The FBI’s investigation first came to light in September, when four power-conference assistant coaches were charged with federal bribery and fraud charges. The coaches reportedly accepted payments in return for influencing players’ decisions to sign with specific schools, and later with designated apparel companies upon reaching the NBA. Adidas director of global marketing Jim Gatto was indicted on charges related to giving hundreds of thousands of dollars in bribes to funnel top recruits to Adidas schools — a revelation that led to the firing of former Louisville head coach Rick Pitino.
Unlike September’s bombshell revelations, Friday’s report doesn’t suggest that any employees of NCAA member institutions (or ASM Sports agents) broke federal law. The scheme described in a federal indictment last fall in which brands allegedly paid assistant coaches would constitute bribery of federal officials if it were to result in a conviction, because assistant coaches are public employees. However, an agent loaning prospective clients money in return for future consideration isn’t a crime. While the payments — if confirmed — would be NCAA violations, no one would be arrested for the quid pro quo laid out by Yahoo Sports.
Still, Friday’s report does raise questions as to where the case will go from here. It’s possible that this revelation is the harbinger of more damning allegations to come. The FBI could soon come forward with more charges against NCAA member institutions, coaches, and agents. Perhaps the power players in college basketball will all fall, and the landscape of the sport will be irreversibly altered. “When this all comes out, Hall of Fame coaches should be scared, lottery picks won’t be eligible to play and almost half of the 16 teams the NCAA showed on its initial NCAA tournament show this weekend should worry about their appearance being vacated,” a source told Yahoo’s Pete Thamel in a report earlier this month.
But that’s not a given. Another possibility is that the FBI doesn’t have much more on the schools and its players than has already been made public, and that the full breadth of any new revelations will result in NCAA violations and suspensions but not federal charges. The majority of players named in Friday’s report allegedly took loans that, at most, would have met the cost of a full year of textbooks. These documents didn’t show totals in the range of $100,000, the amount that former Louisville recruit Bruce Bowen was reported as receiving.
In a statement released on Friday in response to the Yahoo report, NCAA president Mark Emmert labeled the actions of those involved as criminal, and vowed to work to clean up the sport. “People who engage in this kind of behavior have no place in college sports,” Emmert said. “They are an affront to all those who play by the rules. … We also will continue to cooperate with the efforts of federal prosecutors to identify and punish the unscrupulous parties seeking to exploit the system through criminal acts.”
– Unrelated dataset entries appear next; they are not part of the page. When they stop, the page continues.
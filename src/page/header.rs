//! PostgreSQL page header (`PageHeaderData`) and the changed-page decision.

use super::Lsn;

pub const PAGE_HEADER_SIZE: usize = 24;
/// `PD_HAS_FREE_LINES | PD_PAGE_FULL | PD_ALL_VISIBLE`.
pub const VALID_FLAGS: u16 = 0x7;
/// `PG_PAGE_LAYOUT_VERSION`.
pub const LAYOUT_VERSION: u16 = 4;

#[derive(Debug, Clone, Copy, PartialEq, Eq)]
pub struct PageHeader {
    pub lsn: Lsn,
    pub checksum: u16,
    pub flags: u16,
    pub lower: u16,
    pub upper: u16,
    pub special: u16,
    pub pagesize_version: u16,
    pub prune_xid: u32,
}

impl PageHeader {
    /// Parse the first 24 bytes of a page. Returns `None` for shorter input.
    pub fn parse(page: &[u8]) -> Option<Self> {
        let hdr = page.get(..PAGE_HEADER_SIZE)?;
        let u16_at = |off: usize| u16::from_le_bytes([hdr[off], hdr[off + 1]]);
        let u32_at =
            |off: usize| u32::from_le_bytes([hdr[off], hdr[off + 1], hdr[off + 2], hdr[off + 3]]);

        // pd_lsn is stored as {xlogid, xrecoff}, high half first.
        let lsn = ((u32_at(0) as u64) << 32) | u32_at(4) as u64;
        Some(Self {
            lsn: Lsn(lsn),
            checksum: u16_at(8),
            flags: u16_at(10),
            lower: u16_at(12),
            upper: u16_at(14),
            special: u16_at(16),
            pagesize_version: u16_at(18),
            prune_xid: u32_at(20),
        })
    }

    /// Serialize back into the on-disk 24-byte form.
    pub fn to_bytes(&self) -> [u8; PAGE_HEADER_SIZE] {
        let mut out = [0u8; PAGE_HEADER_SIZE];
        out[0..4].copy_from_slice(&((self.lsn.0 >> 32) as u32).to_le_bytes());
        out[4..8].copy_from_slice(&(self.lsn.0 as u32).to_le_bytes());
        out[8..10].copy_from_slice(&self.checksum.to_le_bytes());
        out[10..12].copy_from_slice(&self.flags.to_le_bytes());
        out[12..14].copy_from_slice(&self.lower.to_le_bytes());
        out[14..16].copy_from_slice(&self.upper.to_le_bytes());
        out[16..18].copy_from_slice(&self.special.to_le_bytes());
        out[18..20].copy_from_slice(&self.pagesize_version.to_le_bytes());
        out[20..24].copy_from_slice(&self.prune_xid.to_le_bytes());
        out
    }

    pub fn layout_version(&self) -> u16 {
        self.pagesize_version & 0x00ff
    }

    /// Whether the header can be trusted to report the page's LSN.
    pub fn is_valid(&self, page_size: usize) -> bool {
        self.flags & !VALID_FLAGS == 0
            && self.layout_version() == LAYOUT_VERSION
            && self.lower as usize >= PAGE_HEADER_SIZE
            && self.lower <= self.upper
            && self.upper <= self.special
            && self.special as usize <= page_size
    }
}

/// Per-page verdict of the changed-page scan.
#[derive(Debug, Clone, Copy, PartialEq, Eq)]
pub enum PageDecision {
    Unchanged,
    /// Page LSN is past the reference position.
    Changed,
    /// Header failed validation, so its LSN is not trusted.
    ChangedCorruptHeader,
    /// Never written or truncated page.
    ChangedZeroPage,
}

impl PageDecision {
    pub fn is_changed(self) -> bool {
        !matches!(self, PageDecision::Unchanged)
    }
}

/// Decide whether `page` changed since `reference`.
pub fn classify_page(page: &[u8], reference: Lsn) -> PageDecision {
    if page.iter().all(|b| *b == 0) {
        return PageDecision::ChangedZeroPage;
    }
    let header = match PageHeader::parse(page) {
        Some(h) if h.is_valid(page.len()) => h,
        _ => return PageDecision::ChangedCorruptHeader,
    };
    if !reference.is_valid() || header.lsn > reference {
        PageDecision::Changed
    } else {
        PageDecision::Unchanged
    }
}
In the coming weeks, it’s likely that more will come out about backroom dealings in the underbelly of college basketball. Coaches and schools will probably feign ignorance; agencies will probably say that they didn’t break any laws; and Emmert will probably release more statements ensuring fans that all perpetrators will be eradicated from the sport. Regardless of what the FBI finds or what charges it levies, though, the antiquated notion of amateurism in college athletics — one that punishes players for showing creativity, and keeps them from earning their fair keep — will almost certainly remain in place. Until the organization is willing to develop a system that allows student-athletes to be properly compensated for their labor, only so much can change.